How To Have Sex by Q. Reyes – Artistic Warfare #69
May 16, 2010 Q. Reyes 0 Comments
So I tricked you into reading this. This has nothing to do with sex. I just thought it was an appropriate title for my article number sixty-nine. Ohhhh yeah!!!
In all seriousness, I want to talk baseball (which is a great thing to think about if you don’t want to have an “early arrival” when having sex). Is there anything more boring than baseball? How is this America’s past time? Who’s passing that time? Baseball has become so boring that even the players don’t want to be there.
BASEBALL PLAYER – If I weren’t getting millions of dollars, I’d be home watching basketball.
I have to admit that baseball is great for dating because the tickets are way cheaper, but that’s about it. You ever had a Dodger Dog? You better be starving or drunk or both. If not then they taste like someone stepped on it right before giving it to you.
Beer at the baseball games is overpriced (like at any event) – the problem is that it takes you 200 years waiting in line to get one, then you miss the one play that would have made the entire game exciting.
Look, the most interesting part of baseball is Derek Jeter’s love life. That’s it.
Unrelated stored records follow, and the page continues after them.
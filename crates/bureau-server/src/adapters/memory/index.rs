//! Secondary index: `key -> set<id>`

use std::collections::{BTreeSet, HashMap};

use uuid::Uuid;

#[derive(Debug)]
pub struct SecondaryIndex {
    name: &'static str,
    entries: HashMap<String, BTreeSet<Uuid>>,
}

impl SecondaryIndex {
    pub fn new(name: &'static str) -> Self {
        Self {
            name,
            entries: HashMap::new(),
        }
    }

    pub fn name(&self) -> &'static str {
        self.name
    }

    pub fn insert(&mut self, keys: &[String], id: Uuid) {
        for key in keys {
            self.entries.entry(key.clone()).or_default().insert(id);
        }
    }

    pub fn remove(&mut self, keys: &[String], id: Uuid) {
        for key in keys {
            if let Some(ids) = self.entries.get_mut(key) {
                ids.remove(&id);
                if ids.is_empty() {
                    self.entries.remove(key);
                }
            }
        }
    }

    /// Ids filed under `key`; may include ids whose record is gone
    pub fn lookup(&self, key: &str) -> impl Iterator<Item = Uuid> + '_ {
        self.entries.get(key).into_iter().flatten().copied()
    }

    /// Whether `id` is filed under any key
    pub fn contains_id(&self, id: Uuid) -> bool {
        self.entries.values().any(|ids| ids.contains(&id))
    }

    pub fn key_count(&self) -> usize {
        self.entries.len()
    }
}

#[cfg(test)]
mod tests {
    use super::*;

    #[test]
    fn test_empty_keys_are_dropped() {
        let mut index = SecondaryIndex::new("tag");
        let id = Uuid::from_u128(1);
        let keys = vec!["finance".to_string(), "q1".to_string()];
        index.insert(&keys, id);
        assert_eq!(index.key_count(), 2);
        assert_eq!(index.lookup("q1").collect::<Vec<_>>(), vec![id]);

        index.remove(&keys, id);
        assert_eq!(index.key_count(), 0);
        assert!(!index.contains_id(id));
        assert_eq!(index.lookup("q1").count(), 0);
    }
}
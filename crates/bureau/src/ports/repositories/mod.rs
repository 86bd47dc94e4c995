//! Repository Ports
//!
//! Abstract interface for entity storage operations.

mod entity_repository;

pub use entity_repository::*;
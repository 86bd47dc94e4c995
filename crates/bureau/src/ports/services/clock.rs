//! Clock Port

use chrono::{DateTime, Utc};

/// Source of the current time for timestamps and expiry checks
pub trait Clock: Send + Sync {
    fn now(&self) -> DateTime<Utc>;
}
But nah, this baseball talk is all a front to get to what I really want to talk about: Sex.
Okay ladies, please don’t bite the balls. Don’t suck the balls too hard. It hurts. Please be gentle. You might think you’re doing a lot, but all you’re doing is hurting us. The balls are a very sensitive area on a man’s body. A good sign that you’re doing it wrong is to listen to the guy go “ouch”! Ouch usually means “stop!”
Also, once we (guys) are done, stop. It tickles. Just go make us a sandwich and hand us the remote control. Thanks.
Hum… I wonder who’s offended this week… how fun! Good times.